# REQUIRED ACTION
Of all the entries below, only the lines from the one with "filename src/data/test/left_member/mod.rs" up to and including the one with "#[error(transparent)]" are to be duplicated exactly.
BEGIN DATA RECORDS
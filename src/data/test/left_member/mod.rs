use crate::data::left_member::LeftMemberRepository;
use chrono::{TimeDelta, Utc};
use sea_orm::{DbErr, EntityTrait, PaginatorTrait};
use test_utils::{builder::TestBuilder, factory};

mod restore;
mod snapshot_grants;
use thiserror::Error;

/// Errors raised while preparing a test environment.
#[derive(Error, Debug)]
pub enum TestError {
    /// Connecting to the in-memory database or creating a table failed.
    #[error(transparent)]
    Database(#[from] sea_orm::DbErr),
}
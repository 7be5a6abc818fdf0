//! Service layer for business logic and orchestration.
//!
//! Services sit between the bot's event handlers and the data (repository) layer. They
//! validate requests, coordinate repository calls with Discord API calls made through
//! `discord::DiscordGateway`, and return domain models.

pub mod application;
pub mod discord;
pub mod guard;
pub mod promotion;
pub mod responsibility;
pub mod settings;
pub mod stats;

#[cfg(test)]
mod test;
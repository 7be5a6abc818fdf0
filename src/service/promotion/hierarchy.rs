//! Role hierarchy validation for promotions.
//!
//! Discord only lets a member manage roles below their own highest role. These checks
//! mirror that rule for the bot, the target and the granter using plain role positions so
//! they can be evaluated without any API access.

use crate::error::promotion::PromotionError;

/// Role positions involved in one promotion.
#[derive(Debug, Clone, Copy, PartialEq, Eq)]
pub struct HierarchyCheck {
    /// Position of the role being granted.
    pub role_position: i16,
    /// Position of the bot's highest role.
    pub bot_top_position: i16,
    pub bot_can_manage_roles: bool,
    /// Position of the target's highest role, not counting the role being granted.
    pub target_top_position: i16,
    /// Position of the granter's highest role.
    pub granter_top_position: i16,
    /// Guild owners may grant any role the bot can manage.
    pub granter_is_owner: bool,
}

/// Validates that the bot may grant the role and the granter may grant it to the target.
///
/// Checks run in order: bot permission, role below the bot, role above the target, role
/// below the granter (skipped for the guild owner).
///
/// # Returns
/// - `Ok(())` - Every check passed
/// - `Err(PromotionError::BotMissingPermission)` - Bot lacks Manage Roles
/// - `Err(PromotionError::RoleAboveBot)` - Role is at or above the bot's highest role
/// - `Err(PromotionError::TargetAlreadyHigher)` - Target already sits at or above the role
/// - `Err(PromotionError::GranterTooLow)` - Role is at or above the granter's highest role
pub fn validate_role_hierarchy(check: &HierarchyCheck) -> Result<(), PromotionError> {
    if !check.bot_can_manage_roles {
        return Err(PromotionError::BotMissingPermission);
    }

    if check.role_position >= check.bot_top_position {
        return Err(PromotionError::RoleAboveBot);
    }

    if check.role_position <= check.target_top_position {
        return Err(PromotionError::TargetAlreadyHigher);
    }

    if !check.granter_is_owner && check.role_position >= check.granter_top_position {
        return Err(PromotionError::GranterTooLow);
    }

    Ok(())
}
END DATA RECORDS
BEGIN DATA RECORDS
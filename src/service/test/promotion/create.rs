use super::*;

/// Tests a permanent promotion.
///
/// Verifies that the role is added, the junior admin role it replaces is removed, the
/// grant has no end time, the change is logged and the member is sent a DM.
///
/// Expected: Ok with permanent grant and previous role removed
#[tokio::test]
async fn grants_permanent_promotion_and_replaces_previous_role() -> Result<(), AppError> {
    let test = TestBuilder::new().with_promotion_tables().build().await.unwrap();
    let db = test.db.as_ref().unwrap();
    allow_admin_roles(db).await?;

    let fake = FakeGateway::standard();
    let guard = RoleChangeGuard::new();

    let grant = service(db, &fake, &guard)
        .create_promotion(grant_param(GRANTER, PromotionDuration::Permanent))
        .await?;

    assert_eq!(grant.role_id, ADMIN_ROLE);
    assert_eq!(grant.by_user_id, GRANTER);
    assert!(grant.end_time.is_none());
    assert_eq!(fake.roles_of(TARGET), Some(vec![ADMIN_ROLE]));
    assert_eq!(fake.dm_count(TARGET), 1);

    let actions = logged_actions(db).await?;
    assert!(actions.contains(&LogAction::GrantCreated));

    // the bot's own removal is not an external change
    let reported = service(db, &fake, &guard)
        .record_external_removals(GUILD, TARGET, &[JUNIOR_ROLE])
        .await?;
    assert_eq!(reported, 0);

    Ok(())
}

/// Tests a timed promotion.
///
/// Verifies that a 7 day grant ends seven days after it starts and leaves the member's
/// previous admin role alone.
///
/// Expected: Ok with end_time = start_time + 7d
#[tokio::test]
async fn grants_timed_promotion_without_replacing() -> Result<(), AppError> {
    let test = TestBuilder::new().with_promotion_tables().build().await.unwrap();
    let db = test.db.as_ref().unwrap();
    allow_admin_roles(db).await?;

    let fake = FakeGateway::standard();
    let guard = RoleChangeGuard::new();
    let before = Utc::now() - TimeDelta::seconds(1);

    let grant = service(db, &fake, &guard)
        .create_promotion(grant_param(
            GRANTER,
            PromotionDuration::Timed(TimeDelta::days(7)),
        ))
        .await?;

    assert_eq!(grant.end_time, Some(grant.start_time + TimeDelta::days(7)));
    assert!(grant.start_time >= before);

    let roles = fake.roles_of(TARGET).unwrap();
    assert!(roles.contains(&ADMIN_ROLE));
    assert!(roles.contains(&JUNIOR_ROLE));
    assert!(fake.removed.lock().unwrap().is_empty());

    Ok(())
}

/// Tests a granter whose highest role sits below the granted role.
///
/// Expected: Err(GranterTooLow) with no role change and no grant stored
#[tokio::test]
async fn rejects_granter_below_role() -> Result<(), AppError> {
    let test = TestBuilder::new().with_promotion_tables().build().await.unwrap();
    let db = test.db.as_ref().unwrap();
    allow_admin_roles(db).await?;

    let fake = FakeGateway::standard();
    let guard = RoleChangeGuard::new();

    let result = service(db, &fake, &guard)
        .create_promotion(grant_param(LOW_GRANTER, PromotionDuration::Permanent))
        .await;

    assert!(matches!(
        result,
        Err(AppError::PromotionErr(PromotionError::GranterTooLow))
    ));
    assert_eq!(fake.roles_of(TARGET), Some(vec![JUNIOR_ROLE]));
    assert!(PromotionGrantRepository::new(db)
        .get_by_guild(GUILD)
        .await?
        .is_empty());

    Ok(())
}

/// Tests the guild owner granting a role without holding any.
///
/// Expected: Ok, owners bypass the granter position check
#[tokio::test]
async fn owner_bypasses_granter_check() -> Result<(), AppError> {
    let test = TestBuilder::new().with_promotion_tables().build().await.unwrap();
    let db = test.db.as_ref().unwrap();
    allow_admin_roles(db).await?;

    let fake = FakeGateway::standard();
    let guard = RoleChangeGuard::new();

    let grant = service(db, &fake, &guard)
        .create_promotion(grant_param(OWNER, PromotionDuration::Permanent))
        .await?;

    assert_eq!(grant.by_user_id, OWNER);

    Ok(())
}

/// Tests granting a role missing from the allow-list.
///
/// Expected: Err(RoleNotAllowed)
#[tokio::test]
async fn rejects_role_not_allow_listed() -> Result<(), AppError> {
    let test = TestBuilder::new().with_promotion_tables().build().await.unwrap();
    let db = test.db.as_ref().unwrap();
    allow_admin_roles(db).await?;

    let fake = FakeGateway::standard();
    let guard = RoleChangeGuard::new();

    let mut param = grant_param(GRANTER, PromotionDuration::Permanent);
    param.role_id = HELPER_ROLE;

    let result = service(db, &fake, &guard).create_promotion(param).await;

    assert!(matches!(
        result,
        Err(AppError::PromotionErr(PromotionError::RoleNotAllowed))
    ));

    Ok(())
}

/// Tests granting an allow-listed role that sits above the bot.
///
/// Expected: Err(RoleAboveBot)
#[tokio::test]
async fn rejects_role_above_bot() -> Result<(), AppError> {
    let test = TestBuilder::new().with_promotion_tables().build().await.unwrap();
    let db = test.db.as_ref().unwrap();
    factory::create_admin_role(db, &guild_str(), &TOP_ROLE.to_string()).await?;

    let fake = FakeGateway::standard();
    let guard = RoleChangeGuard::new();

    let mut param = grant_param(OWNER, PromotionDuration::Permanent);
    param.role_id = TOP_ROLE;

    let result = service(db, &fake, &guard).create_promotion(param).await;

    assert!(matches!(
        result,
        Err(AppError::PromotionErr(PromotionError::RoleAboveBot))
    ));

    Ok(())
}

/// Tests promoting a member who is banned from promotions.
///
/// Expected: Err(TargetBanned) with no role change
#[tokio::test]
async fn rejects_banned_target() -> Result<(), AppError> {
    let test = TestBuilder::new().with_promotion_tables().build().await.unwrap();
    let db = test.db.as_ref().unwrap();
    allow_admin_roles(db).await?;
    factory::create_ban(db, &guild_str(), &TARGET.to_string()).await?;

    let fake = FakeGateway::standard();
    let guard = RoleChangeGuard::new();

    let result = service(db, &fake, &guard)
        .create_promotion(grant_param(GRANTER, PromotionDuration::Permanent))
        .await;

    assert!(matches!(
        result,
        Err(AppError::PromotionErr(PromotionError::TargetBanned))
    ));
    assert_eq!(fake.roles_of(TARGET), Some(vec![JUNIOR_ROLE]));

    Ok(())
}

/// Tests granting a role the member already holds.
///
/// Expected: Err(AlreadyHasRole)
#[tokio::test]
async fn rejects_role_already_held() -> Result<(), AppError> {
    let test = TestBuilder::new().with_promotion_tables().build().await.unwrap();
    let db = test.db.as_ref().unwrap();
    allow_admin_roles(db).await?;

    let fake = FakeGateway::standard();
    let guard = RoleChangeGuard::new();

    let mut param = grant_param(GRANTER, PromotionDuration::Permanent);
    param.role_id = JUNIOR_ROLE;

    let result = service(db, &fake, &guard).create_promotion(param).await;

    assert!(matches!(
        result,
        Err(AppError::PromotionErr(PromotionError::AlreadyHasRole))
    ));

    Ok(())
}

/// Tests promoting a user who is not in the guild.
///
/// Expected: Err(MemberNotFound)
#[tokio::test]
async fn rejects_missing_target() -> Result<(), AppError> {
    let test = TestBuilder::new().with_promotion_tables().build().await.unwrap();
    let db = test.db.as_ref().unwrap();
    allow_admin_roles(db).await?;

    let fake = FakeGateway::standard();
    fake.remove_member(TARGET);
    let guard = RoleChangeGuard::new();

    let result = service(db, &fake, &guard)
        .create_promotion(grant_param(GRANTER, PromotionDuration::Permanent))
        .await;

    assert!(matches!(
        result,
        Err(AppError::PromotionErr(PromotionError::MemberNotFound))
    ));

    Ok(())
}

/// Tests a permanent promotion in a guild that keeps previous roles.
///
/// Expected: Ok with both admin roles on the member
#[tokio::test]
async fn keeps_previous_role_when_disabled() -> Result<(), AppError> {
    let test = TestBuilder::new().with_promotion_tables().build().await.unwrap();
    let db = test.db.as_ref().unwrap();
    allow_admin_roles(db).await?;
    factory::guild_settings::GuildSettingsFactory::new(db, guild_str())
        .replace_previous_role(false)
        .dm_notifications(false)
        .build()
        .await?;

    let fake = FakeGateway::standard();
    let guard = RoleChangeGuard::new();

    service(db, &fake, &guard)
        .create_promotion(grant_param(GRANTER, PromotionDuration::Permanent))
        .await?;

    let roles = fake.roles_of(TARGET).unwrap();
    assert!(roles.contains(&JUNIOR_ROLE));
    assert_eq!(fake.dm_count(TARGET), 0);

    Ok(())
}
END DATA RECORDS
BEGIN DATA RECORDS
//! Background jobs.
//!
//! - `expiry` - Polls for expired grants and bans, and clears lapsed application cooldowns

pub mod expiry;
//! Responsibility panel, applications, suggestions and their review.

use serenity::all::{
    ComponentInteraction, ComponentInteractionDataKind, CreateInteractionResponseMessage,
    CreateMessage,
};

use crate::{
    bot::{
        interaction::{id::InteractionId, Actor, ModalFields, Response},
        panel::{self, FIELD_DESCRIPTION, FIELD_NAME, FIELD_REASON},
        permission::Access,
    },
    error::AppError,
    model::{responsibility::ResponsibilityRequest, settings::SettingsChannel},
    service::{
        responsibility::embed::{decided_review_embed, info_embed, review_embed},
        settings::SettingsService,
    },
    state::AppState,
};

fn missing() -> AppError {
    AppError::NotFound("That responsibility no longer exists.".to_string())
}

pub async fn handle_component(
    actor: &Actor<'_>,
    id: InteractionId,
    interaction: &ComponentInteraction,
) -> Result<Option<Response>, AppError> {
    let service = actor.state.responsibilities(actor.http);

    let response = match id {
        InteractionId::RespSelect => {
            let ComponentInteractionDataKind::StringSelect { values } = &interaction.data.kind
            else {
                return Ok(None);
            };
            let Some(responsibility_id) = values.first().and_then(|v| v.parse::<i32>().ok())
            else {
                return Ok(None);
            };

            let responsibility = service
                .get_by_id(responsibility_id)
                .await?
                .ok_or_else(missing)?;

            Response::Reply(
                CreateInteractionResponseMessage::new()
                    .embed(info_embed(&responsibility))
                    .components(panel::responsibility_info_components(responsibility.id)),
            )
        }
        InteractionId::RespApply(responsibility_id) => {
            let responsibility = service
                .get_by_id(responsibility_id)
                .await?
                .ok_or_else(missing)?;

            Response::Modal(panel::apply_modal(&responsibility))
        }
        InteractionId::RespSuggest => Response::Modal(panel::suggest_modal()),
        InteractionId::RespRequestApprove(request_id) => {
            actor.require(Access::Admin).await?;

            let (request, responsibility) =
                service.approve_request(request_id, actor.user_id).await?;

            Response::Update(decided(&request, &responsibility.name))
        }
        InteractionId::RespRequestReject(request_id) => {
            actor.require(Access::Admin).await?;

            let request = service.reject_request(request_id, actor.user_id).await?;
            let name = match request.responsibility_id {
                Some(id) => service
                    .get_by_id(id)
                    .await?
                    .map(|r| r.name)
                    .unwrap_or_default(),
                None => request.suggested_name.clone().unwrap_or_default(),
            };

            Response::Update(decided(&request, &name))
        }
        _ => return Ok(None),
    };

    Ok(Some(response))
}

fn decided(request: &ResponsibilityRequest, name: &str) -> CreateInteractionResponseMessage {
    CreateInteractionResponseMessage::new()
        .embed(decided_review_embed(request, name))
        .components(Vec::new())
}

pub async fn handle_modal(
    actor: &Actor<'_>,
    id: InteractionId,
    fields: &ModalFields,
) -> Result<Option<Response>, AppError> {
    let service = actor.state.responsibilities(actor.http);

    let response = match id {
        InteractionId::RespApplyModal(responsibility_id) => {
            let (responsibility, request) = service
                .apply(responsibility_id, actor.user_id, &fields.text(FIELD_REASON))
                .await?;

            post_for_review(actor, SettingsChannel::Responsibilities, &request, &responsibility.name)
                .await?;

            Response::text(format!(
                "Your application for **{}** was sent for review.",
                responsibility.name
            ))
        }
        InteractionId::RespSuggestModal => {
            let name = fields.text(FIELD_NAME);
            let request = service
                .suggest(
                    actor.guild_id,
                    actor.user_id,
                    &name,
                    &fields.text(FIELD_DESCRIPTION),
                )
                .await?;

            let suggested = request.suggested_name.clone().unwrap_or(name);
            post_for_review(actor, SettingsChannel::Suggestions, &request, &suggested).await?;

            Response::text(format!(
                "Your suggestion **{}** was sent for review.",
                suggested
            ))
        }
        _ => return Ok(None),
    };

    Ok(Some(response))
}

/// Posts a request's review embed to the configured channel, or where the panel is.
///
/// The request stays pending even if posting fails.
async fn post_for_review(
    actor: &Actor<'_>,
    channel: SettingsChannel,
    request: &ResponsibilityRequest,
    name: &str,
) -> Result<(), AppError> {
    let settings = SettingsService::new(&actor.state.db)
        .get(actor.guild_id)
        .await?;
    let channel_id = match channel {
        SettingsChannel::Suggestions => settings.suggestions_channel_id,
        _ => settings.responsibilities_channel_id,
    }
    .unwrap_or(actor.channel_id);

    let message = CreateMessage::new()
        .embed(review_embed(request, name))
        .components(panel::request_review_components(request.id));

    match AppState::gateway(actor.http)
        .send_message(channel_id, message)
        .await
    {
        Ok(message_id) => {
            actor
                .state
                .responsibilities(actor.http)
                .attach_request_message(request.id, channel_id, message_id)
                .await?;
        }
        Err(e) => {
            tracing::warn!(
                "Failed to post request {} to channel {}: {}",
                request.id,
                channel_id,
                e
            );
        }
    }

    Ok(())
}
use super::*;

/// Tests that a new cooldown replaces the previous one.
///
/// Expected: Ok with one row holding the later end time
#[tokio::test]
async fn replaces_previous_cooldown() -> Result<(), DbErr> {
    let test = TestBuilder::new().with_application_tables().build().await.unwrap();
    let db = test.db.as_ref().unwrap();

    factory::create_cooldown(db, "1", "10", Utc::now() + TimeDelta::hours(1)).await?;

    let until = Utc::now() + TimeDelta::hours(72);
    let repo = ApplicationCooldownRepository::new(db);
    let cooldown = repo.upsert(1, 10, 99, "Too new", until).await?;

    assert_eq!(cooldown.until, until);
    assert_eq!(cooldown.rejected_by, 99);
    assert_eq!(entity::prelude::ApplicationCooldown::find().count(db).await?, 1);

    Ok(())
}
END DATA RECORDS
# ANSWER FOR THE TASK
filename src/data/test/left_member/mod.rs
use crate::data::left_member::LeftMemberRepository;
use chrono::{TimeDelta, Utc};
use sea_orm::{DbErr, EntityTrait, PaginatorTrait};
use test_utils::{builder::TestBuilder, factory};

mod restore;
mod snapshot_grants;
use thiserror::Error;

/// Errors raised while preparing a test environment.
#[derive(Error, Debug)]
pub enum TestError {
    /// Connecting to the in-memory database or creating a table failed.
    #[error(transparent)]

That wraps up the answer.